Molecular analysis of aminopeptidase pumAPE from Ustilago maydis encoded by APEum gene: enzyme purification and differential expression

Abstract

Heterobasidiomycete Ustilago maydis is a dimorphic phytopathogenic fungus, causal agent of corn smut, a widespread disease. Recently, proteolytic system of this fungus was described and an aminopeptidase activity, probably involved in pathogenicity, was detected. The aminopeptidase pumAPE was purified from the haploid phase of U. maydis FB1 strain. The purification procedure consisted of ammonium sulphate fractionation and three chromatographic steps, resulting in a 23% recovery. The molecular mass of the dimeric enzyme was estimated to be 110 kDa and 58 kDa by gel filtration chromatography and SDS-PAGE respectively.

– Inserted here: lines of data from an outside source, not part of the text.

//! `SalesRollups` - Sales aggregation and consistency verification
//!
//! This crate keeps a relational sales fact store (customers, products, orders, order
//! items), derives daily, per-category, per-customer, weekly-per-category and monthly
//! rollups from it, persists the weekly and monthly ones as versioned snapshots, and
//! verifies that every derived number agrees with the facts.

// Deny the most critical lints that could lead to bugs or security issues
#![deny(
    // Security and correctness
    unsafe_code,
    unsafe_op_in_unsafe_fn,

    // Code quality - things that are almost always bugs
    unreachable_code,
    unreachable_patterns,
    unused_must_use,

    // Documentation - broken links are bugs
    rustdoc::broken_intra_doc_links,
    rustdoc::private_intra_doc_links,
)]
// Warn on things that should be fixed but aren't necessarily bugs
#![warn(
    // Documentation - missing docs should be added gradually
    missing_docs,

    // Clippy categories for overall code quality
    clippy::all,
    clippy::pedantic,
    clippy::nursery,

    // Performance
    clippy::inefficient_to_string,
    clippy::large_types_passed_by_value,
    clippy::needless_pass_by_value,
    clippy::unnecessary_wraps,

    // Correctness
    clippy::clone_on_ref_ptr,
    clippy::dbg_macro,
    clippy::exit,
    clippy::expect_used,
    clippy::float_cmp,
    clippy::panic,
    clippy::todo,
    clippy::unimplemented,
    clippy::unwrap_used,

    // Complexity and readability
    clippy::cognitive_complexity,
    clippy::large_enum_variant,
    clippy::match_same_arms,
    clippy::too_many_lines,

    // Style consistency
    clippy::enum_glob_use,
    clippy::inconsistent_struct_constructor,
    clippy::missing_errors_doc,
    clippy::missing_panics_doc,
    clippy::must_use_candidate,
    clippy::redundant_closure_for_method_calls,
    clippy::semicolon_if_nothing_returned,
    clippy::wildcard_imports,

    // Future compatibility
    future_incompatible,
    rust_2018_idioms,
)]
// Allow some pedantic lints that are too noisy or not applicable
#![allow(
    clippy::module_name_repetitions,  // Common pattern in Rust
    clippy::missing_errors_doc,        // Will add gradually
    clippy::missing_panics_doc,        // Will add gradually
)]

// `missing_docs` stays at `warn`: `DeriveEntityModel` generates undocumented items.

/// Configuration management for database and application settings
pub mod config;
/// Core business logic - fact store writes, rollups, materialization, verification and seeding
pub mod core;
/// SeaORM entity definitions for database tables
pub mod entities;
/// Unified error types and result handling
pub mod errors;

#[cfg(test)]
pub mod test_utils;
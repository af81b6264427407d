//! Shared test utilities for the sales rollup engine.
//!
//! This module provides helper functions for setting up in-memory test databases and
//! creating fact rows with sensible defaults.

use crate::{
    core::{
        customer::{self, NewCustomer},
        order::{self, NewOrderItem},
        product,
    },
    entities::{self, OrderStatus},
    errors::Result,
};
use chrono::{NaiveDate, NaiveDateTime};
use sea_orm::DatabaseConnection;

/// Creates an in-memory `SQLite` database with all fact tables initialized.
/// This is the standard setup for all integration tests.
pub async fn setup_test_db() -> Result<DatabaseConnection> {
    let db = sea_orm::Database::connect("sqlite::memory:").await?;
    crate::config::database::create_tables(&db).await?;
    Ok(db)
}

/// Midnight-based timestamp at the given hour. Panics on an invalid date.
#[allow(clippy::unwrap_used)]
pub fn ymd_hms(year: i32, month: u32, day: u32, hour: u32) -> NaiveDateTime {
    NaiveDate::from_ymd_opt(year, month, day)
        .unwrap()
        .and_hms_opt(hour, 0, 0)
        .unwrap()
}

/// Creates a test customer.
///
/// # Defaults
/// * name: "Test Customer"
/// * country, city: None
pub async fn create_test_customer(
    db: &DatabaseConnection,
    email: &str,
) -> Result<entities::customer::Model> {
    customer::create_customer(
        db,
        NewCustomer {
            first_name: "Test".to_string(),
            last_name: "Customer".to_string(),
            email: email.to_string(),
            country: None,
            city: None,
        },
    )
    .await
}

/// Creates a test product with the given price and category.
pub async fn create_test_product(
    db: &DatabaseConnection,
    title: &str,
    price: f64,
    category: &str,
) -> Result<entities::product::Model> {
    product::create_product(db, title, price, category).await
}

/// Creates an order whose lines are `(product_id, quantity)` pairs sold at list price.
pub async fn create_test_order(
    db: &DatabaseConnection,
    customer_id: i64,
    order_date: NaiveDateTime,
    status: OrderStatus,
    lines: &[(i64, i32)],
) -> Result<(entities::order::Model, Vec<entities::order_item::Model>)> {
    let items: Vec<NewOrderItem> = lines
        .iter()
        .map(|&(product_id, quantity)| NewOrderItem::at_list_price(product_id, quantity))
        .collect();
    order::create_order_with_items(db, customer_id, order_date, status, &items).await
}

/// Sets up a test database with one customer and one product.
/// Returns (db, customer, product) for order-related tests.
pub async fn setup_with_product(
    category: &str,
    price: f64,
) -> Result<(
    DatabaseConnection,
    entities::customer::Model,
    entities::product::Model,
)> {
    let db = setup_test_db().await?;
    let customer = create_test_customer(&db, "buyer@example.com").await?;
    let product = create_test_product(&db, "Test Product", price, category).await?;
    Ok((db, customer, product))
}

/// Rows created by [`seed_scenario_a`].
pub struct ScenarioA {
    /// Three customers; only the first two have orders
    pub customers: Vec<entities::customer::Model>,
    /// "Books" product listed at 10.00
    pub cheap_book: entities::product::Model,
    /// "Books" product listed at 20.00, not yet sold
    pub expensive_book: entities::product::Model,
}

/// Three customers, two "Books" products at 10.00 and 20.00, and two completed orders
/// in the ISO week of Monday 2024-03-04: 1 x 10.00 and 2 x 20.00. Both lines sell the
/// cheaper title, the second at a 20.00 unit price.
pub async fn seed_scenario_a() -> Result<(DatabaseConnection, ScenarioA)> {
    let db = setup_test_db().await?;
    let mut customers = Vec::with_capacity(3);
    for email in ["ann@example.com", "bob@example.com", "cy@example.com"] {
        customers.push(create_test_customer(&db, email).await?);
    }
    let cheap_book = create_test_product(&db, "Rust in Action", 10.0, "Books").await?;
    let expensive_book = create_test_product(&db, "Zero to Production", 20.0, "Books").await?;

    order::create_order_with_items(
        &db,
        customers[0].id,
        ymd_hms(2024, 3, 4, 10),
        OrderStatus::Completed,
        &[NewOrderItem::at_list_price(cheap_book.id, 1)],
    )
    .await?;
    order::create_order_with_items(
        &db,
        customers[1].id,
        ymd_hms(2024, 3, 6, 11),
        OrderStatus::Completed,
        &[NewOrderItem {
            product_id: cheap_book.id,
            quantity: 2,
            unit_price: Some(20.0),
        }],
    )
    .await?;

    Ok((
        db,
        ScenarioA {
            customers,
            cheap_book,
            expensive_book,
        },
    ))
}
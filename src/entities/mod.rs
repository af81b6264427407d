//! Entity module - Contains all SeaORM entity definitions for the database.
//! The four fact tables (customers, products, orders, order items) are the source of truth;
//! the two rollup tables hold materialized snapshots and `rollup_state` tracks their versions.

pub mod customer;
pub mod monthly_rollup;
pub mod order;
pub mod order_item;
pub mod product;
pub mod rollup_state;
pub mod weekly_category_rollup;

use sea_orm::prelude::DateTime;
use sea_orm::{ActiveValue, DbErr};

// Re-export specific types to avoid conflicts
pub use customer::{Column as CustomerColumn, Entity as Customer, Model as CustomerModel};
pub use monthly_rollup::{
    Column as MonthlyRollupColumn, Entity as MonthlyRollup, Model as MonthlyRollupModel,
};
pub use order::{Column as OrderColumn, Entity as Order, Model as OrderModel, OrderStatus};
pub use order_item::{Column as OrderItemColumn, Entity as OrderItem, Model as OrderItemModel};
pub use product::{Column as ProductColumn, Entity as Product, Model as ProductModel};
pub use rollup_state::{
    Column as RollupStateColumn, Entity as RollupState, Model as RollupStateModel,
};
pub use weekly_category_rollup::{
    Column as WeeklyCategoryRollupColumn, Entity as WeeklyCategoryRollup,
    Model as WeeklyCategoryRollupModel,
};

/// Marks a `DbErr::Custom` raised by an entity hook that refused to save a row.
pub(crate) const INVARIANT_PREFIX: &str = "invariant violated: ";

/// Error for a row that would break a fact store invariant.
pub(crate) fn invariant_violation(message: impl std::fmt::Display) -> DbErr {
    DbErr::Custom(format!("{INVARIANT_PREFIX}{message}"))
}

/// Next `updated_at` value for a row being saved. Never moves backwards, even if the
/// stored timestamp is ahead of the local clock.
pub(crate) fn next_updated_at(current: &ActiveValue<DateTime>) -> DateTime {
    let now = chrono::Utc::now().naive_utc();
    match current {
        ActiveValue::Set(prev) | ActiveValue::Unchanged(prev) => now.max(*prev),
        ActiveValue::NotSet => now,
    }
}

/// Reads the value out of an active field if it carries one.
pub(crate) fn active_value<T: Clone + Into<sea_orm::Value>>(value: &ActiveValue<T>) -> Option<T> {
    match value {
        ActiveValue::Set(v) | ActiveValue::Unchanged(v) => Some(v.clone()),
        ActiveValue::NotSet => None,
    }
}
//! Application settings loaded from a TOML file.
//!
//! The file is optional: when it is absent every section falls back to its defaults.
//! `SALES_CONFIG` overrides the default `config.toml` location.

use crate::core::seed::SeedPlan;
use crate::core::verify::VerifierThresholds;
use crate::errors::{Error, Result};
use serde::Deserialize;
use std::path::Path;
use tracing::{debug, info};

/// Configuration structure representing the entire settings file
#[derive(Debug, Default, Deserialize)]
#[serde(default)]
pub struct AppConfig {
    /// How the fact store is populated
    pub seeding: SeedingConfig,
    /// Tolerances used by the consistency verifier
    pub verification: VerifierThresholds,
}

/// `[seeding]` section
#[derive(Debug, Clone, Default, Deserialize)]
#[serde(default)]
pub struct SeedingConfig {
    /// Wipe existing facts and seed again even if data is present
    pub regenerate: bool,
    /// Size and shape of the synthetic workload
    #[serde(flatten)]
    pub plan: SeedPlan,
}

/// Loads settings from a TOML file
///
/// # Errors
/// Returns an error if:
/// - The file cannot be read
/// - The TOML syntax is invalid or a field has the wrong type
pub fn load_config<P: AsRef<Path>>(path: P) -> Result<AppConfig> {
    let path_ref = path.as_ref();
    debug!("Attempting to load configuration from: {:?}", path_ref);
    let contents = std::fs::read_to_string(path_ref).map_err(|e| Error::Config {
        message: format!("Failed to read config file {}: {e}", path_ref.display()),
    })?;

    toml::from_str(&contents).map_err(|e| Error::Config {
        message: format!("Failed to parse {}: {e}", path_ref.display()),
    })
}

/// Loads settings from `SALES_CONFIG` (default `./config.toml`), or defaults if the file is absent.
pub fn load_default_config() -> Result<AppConfig> {
    let path = std::env::var("SALES_CONFIG").unwrap_or_else(|_| "config.toml".to_string());
    if Path::new(&path).exists() {
        load_config(&path)
    } else {
        info!("No settings file at {}, using defaults.", path);
        Ok(AppConfig::default())
    }
}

Enzymatic activity was optimal at pH 7.0 and 35 ºC toward Lys-pNA and the pI was determined to be 5.1. The enzyme was inhibited by EDTA-Na2, 1,10-phenanthroline, bestantin, PMSF and several divalent cations (Cu2+, Hg2+ and Zn2+). The aminopeptidase exhibited a higher specificity for substrates with lysine and arginine in the N-position. The Km value was 54.4 μM and the Vmax value was 408 μmol min-1 mg-1 for Lys-pNA. A pair of primers was designed in order to amplify the gene APEum encoding this activity. In order to determine the number of copies in the genome, a APEum gene fragment was used as probe in a Southern blot. Only one copy of the gene by genome was detected. Also, differential expression of APEum was assessed under different physiological conditions. In brief, high expression levels were detected on media supplemented with corn infusion, proline, and ammonium.